Trauner ran as the Democratic nominee in the 2006 United States House of Representatives election in Wyoming, and raised nearly as much money in the first quarter of 2006 as the incumbent Representative Barbara Cubin. In the second quarter he raised more money than Cubin and had more cash on hand at the time. By May 2006, a poll had put Trauner within the margin of error. In mid-August, Congressional Quarterly changed their rating of this race from "Republican Favored" to the more competitive "Leans Republican". Trauner narrowly lost 47.8% to Barbara Cubin's 48.3%. Trauner ran for the seat again during the 2008 United States House of Representatives election in Wyoming and was endorsed by Wyoming Governor Dave Freudenthal. He lost in 2008 with 43% of the vote to Cynthia Lummis' 53%.

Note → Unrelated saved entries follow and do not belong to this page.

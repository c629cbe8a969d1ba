use std::collections::HashMap;

use types::CourseSpec;

use crate::schedule::Schedule;

/// Hard-conflict tally split by cause.
#[derive(Clone, Debug, Default, PartialEq, Eq)]
pub struct HardConflicts {
    pub unqualified_teachers: u32,
    pub unsuitable_classrooms: u32,
    pub seat_shortfalls: u32,
    pub overloaded_teachers: u32,
    pub teacher_overlaps: u32,
    pub classroom_overlaps: u32,
}

impl HardConflicts {
    pub fn total(&self) -> u32 {
        self.unqualified_teachers
            + self.unsuitable_classrooms
            + self.seat_shortfalls
            + self.overloaded_teachers
            + self.teacher_overlaps
            + self.classroom_overlaps
    }
}

/// Courses whose seated total is still below their demand.
pub fn seat_shortfalls(courses: &[CourseSpec], seats: &HashMap<String, u32>) -> u32 {
    courses
        .iter()
        .filter(|c| seats.get(&c.name).copied().unwrap_or(0) < c.students)
        .count() as u32
}

/// Full rescan of the schedule. `seats` is cleared and rebuilt from the
/// assignment map.
pub fn compute_hard_conflicts(
    schedule: &Schedule,
    seats: &mut HashMap<String, u32>,
) -> HardConflicts {
    seats.clear();
    let mut hc = HardConflicts::default();

    for (course, placements) in schedule.assignments() {
        for p in placements {
            if !schedule
                .teacher(&p.teacher)
                .is_some_and(|t| t.can_teach_course(course))
            {
                hc.unqualified_teachers += 1;
            }
            let room = schedule.classroom(&p.classroom);
            if !room.is_some_and(|r| r.can_host_course(course)) {
                hc.unsuitable_classrooms += 1;
            }
            *seats.entry(course.clone()).or_insert(0) += room.map_or(0, |r| r.capacity());
        }
    }

    hc.seat_shortfalls = seat_shortfalls(schedule.courses(), seats);

    for t in schedule.teachers() {
        if t.is_teaching_too_much() {
            hc.overloaded_teachers += 1;
        }
        hc.teacher_overlaps += t.count_overlaps();
    }
    for c in schedule.classrooms() {
        hc.classroom_overlaps += c.count_overlaps();
    }
    hc
}

/// One point per occupied slot outside the teacher's preferred set.
pub fn compute_soft_conflicts(schedule: &Schedule) -> u32 {
    schedule
        .teachers()
        .iter()
        .map(|t| {
            t.occupancy()
                .iter()
                .filter(|(slot, _)| !t.prefers(slot))
                .count() as u32
        })
        .sum()
}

===2018 U.S. Senate election===

Trauner won the Democratic primary unopposed to run against incumbent United States Senator John Barrasso in the 2018 election.

His goals included "getting big money out of politics," and had pledged not to accept corporate campaign funding from any political action committee. For this reason he was endorsed by End Citizens United. He also criticized Senator Barrasso for his vote to repeal the Patient Protection and Affordable Care Act to "take health care away from 20 million people." He considers "opportunity and inequality" to be the biggest issues facing the nation, and has advocated for the diversification of Wyoming's economy.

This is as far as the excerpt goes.